Um amigo contou que fez um testamento vital. Indaguei os motivos. Falou do sofrimento de ver seu pai vegetando. Emenda com o relato da sogra. Uma senhora, até pouco tempo atrás ativa e conectada, que agora não reconhece ninguém da família. Tampouco ela sabe onde está, mesmo em sua casa de décadas. Relata a angústia dos familiares que assistem a essas mortes em vida. O testamento vital seria uma tentativa de não passar por isso e, especialmente, evitar que seus filhos passem por isso.
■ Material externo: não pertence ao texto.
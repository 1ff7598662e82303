use serde::ser::SerializeMap;
use serde::{Serialize, Serializer};

use crate::cli::DuplicateRoots;

pub const OUTPUT_KEY_PREFIX: &str = "sentence_pair";

#[derive(Copy, Clone, Debug, Eq, PartialEq)]
pub enum GoldLabel {
    Contradiction,
    Neutral,
    Entailment,
}

impl GoldLabel {
    pub fn from_gold_label(raw: &str) -> Self {
        match raw {
            "contradiction" => Self::Contradiction,
            "entailment" => Self::Entailment,
            _ => Self::Neutral,
        }
    }

    pub fn as_i8(self) -> i8 {
        match self {
            Self::Contradiction => -1,
            Self::Neutral => 0,
            Self::Entailment => 1,
        }
    }
}

impl Serialize for GoldLabel {
    fn serialize<S: Serializer>(&self, serializer: S) -> Result<S::Ok, S::Error> {
        serializer.serialize_i8(self.as_i8())
    }
}

#[derive(Debug, Clone, PartialEq)]
pub struct Example {
    pub sentence1: String,
    pub sentence2: String,
    pub label: GoldLabel,
}

#[derive(Debug, Clone, Default, PartialEq)]
pub struct RootMap {
    entries: Vec<(String, Vec<String>)>,
}

impl RootMap {
    pub fn new() -> Self {
        Self::default()
    }

    // A repeated lemma keeps the slot of its first occurrence.
    pub fn insert_root(&mut self, root: String, children: Vec<String>, policy: DuplicateRoots) {
        let Some(position) = self.entries.iter().position(|(key, _)| *key == root) else {
            self.entries.push((root, children));
            return;
        };

        let existing = &mut self.entries[position].1;
        match policy {
            DuplicateRoots::KeepFirst => {}
            DuplicateRoots::KeepLast => *existing = children,
            DuplicateRoots::Merge => existing.extend(children),
        }
    }

    #[cfg(test)]
    pub fn get(&self, root: &str) -> Option<&[String]> {
        self.entries
            .iter()
            .find(|(key, _)| key == root)
            .map(|(_, children)| children.as_slice())
    }

    pub fn iter(&self) -> impl Iterator<Item = (&str, &[String])> {
        self.entries
            .iter()
            .map(|(root, children)| (root.as_str(), children.as_slice()))
    }

    pub fn len(&self) -> usize {
        self.entries.len()
    }

    pub fn is_empty(&self) -> bool {
        self.entries.is_empty()
    }
}

#[derive(Debug, Clone, PartialEq, Serialize)]
pub struct RootPairScore {
    pub root: f64,
    pub children: Vec<f64>,
}

#[derive(Debug, Clone, PartialEq, Serialize)]
pub struct AnalysisResult {
    pub label: GoldLabel,
    pub relations: Vec<RootPairScore>,
}

// `None` marks an unscorable example and serializes as `null`.
#[derive(Debug, Clone, Default, PartialEq)]
pub struct OutputDocument {
    entries: Vec<Option<AnalysisResult>>,
}

impl OutputDocument {
    pub fn new() -> Self {
        Self::default()
    }

    pub fn push(&mut self, result: Option<AnalysisResult>) {
        self.entries.push(result);
    }

    pub fn len(&self) -> usize {
        self.entries.len()
    }

    #[cfg(test)]
    pub fn entries(&self) -> &[Option<AnalysisResult>] {
        &self.entries
    }
}

pub fn output_key(index: usize) -> String {
    format!("{OUTPUT_KEY_PREFIX}{index}")
}

impl Serialize for OutputDocument {
    fn serialize<S: Serializer>(&self, serializer: S) -> Result<S::Ok, S::Error> {
        let mut map = serializer.serialize_map(Some(self.entries.len()))?;
        for (index, entry) in self.entries.iter().enumerate() {
            map.serialize_entry(&output_key(index), entry)?;
        }
        map.end()
    }
}

#[derive(Debug, Clone, Default, Serialize)]
pub struct ConvertCounts {
    pub examples: usize,
    pub scored: usize,
    pub unscorable: usize,
    pub root_pairs: usize,
    pub children_scored: usize,
}

#[derive(Debug, Clone, Serialize)]
pub struct ConvertRunManifest {
    pub manifest_version: u32,
    pub run_id: String,
    pub started_at: String,
    pub completed_at: String,
    pub input_path: String,
    pub input_sha256: String,
    pub output_path: String,
    pub parses_path: String,
    pub vectors_path: String,
    pub vectors_format: String,
    pub vocab_size: usize,
    pub duplicate_roots: String,
    pub root_miss: String,
    pub pronouns: String,
    pub counts: ConvertCounts,
    pub duration_ms: u128,
}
No documento pede-se que certas práticas que revertem a morte não sejam aplicadas, quando já não estivermos em condições de tomar decisões. É útil para que não se evite a morte quando a verdadeira vida - no sentido de qualquer consciência de si - já se foi.
Lembro dos meus pacientes. Alguns com a vida resolvida, buscam ajuda para lidar com a demência dos pais. Já nos acostumamos a enfrentar o declínio deles. Envelhecer não é fácil, mas é bem melhor que a outra opção. Porém, a demência traz um sofrimento de outra ordem. Os cuidadores assistem ao desligamento gradual do sujeito, enquanto resta um corpo que reage com estereotipias e instintos. Testemunham uma morte lenta, a vida que se esvai antes do fim. É um martírio constante para quem está ao lado.
Colocam-se questões impossíveis: até quando posso dizer que o meu progenitor está ali? O que é "isso" em que ele se transformou? Quando posso dizer que perdi meus pais? Mesmo sem resposta, instala-se um luto em prestações com juros abusivos.
Nesta mesma semana, uma paciente contou uma desventura. Receosa com uma ferida que não cicatriza na mão de sua mãe, marcou o dermatologista e a levou. Com o estacionamento lotado, parou longe. Era um dia de Porto Alegre quarenta graus. Sua mãe caminha com dificuldade. Foi uma epopeia até chegarem ao destino. Mas era necessária, o médico tampouco gostou do que viu e optou por retirar. Para evitar o desgaste, já fez na hora.
Chegando em casa, acomodou a mãe, que, esgotada, adormeceu. Ela se consumia em culpa por ter feito sua mãe atravessar o Saara. Uma hora depois encontra a mãe no banheiro à procura de um curativo. A senhora mostra para a filha o corte em sua mão e diz: não sei onde me arranhei. Indagada, não se recordava da consulta nem do procedimento. Não foi a primeira falha grave de memória da mãe. Agora, pela progressão, a filha sente que a memória dela só vai ladeira abaixo.
Como continuar filhos quando a consciência dos pais vai pelo ralo da memória? Dos corpos esvaziados de nossos pais, restamos como cuidadores. O problema é que essa sobrevivência apenas física tende a apagar a vitalidade dos afetos. O testamento vital do meu amigo é uma tentativa de que nosso corpo não sobreviva sem nós, a ponto de apagar as boas memórias que desejamos deixar.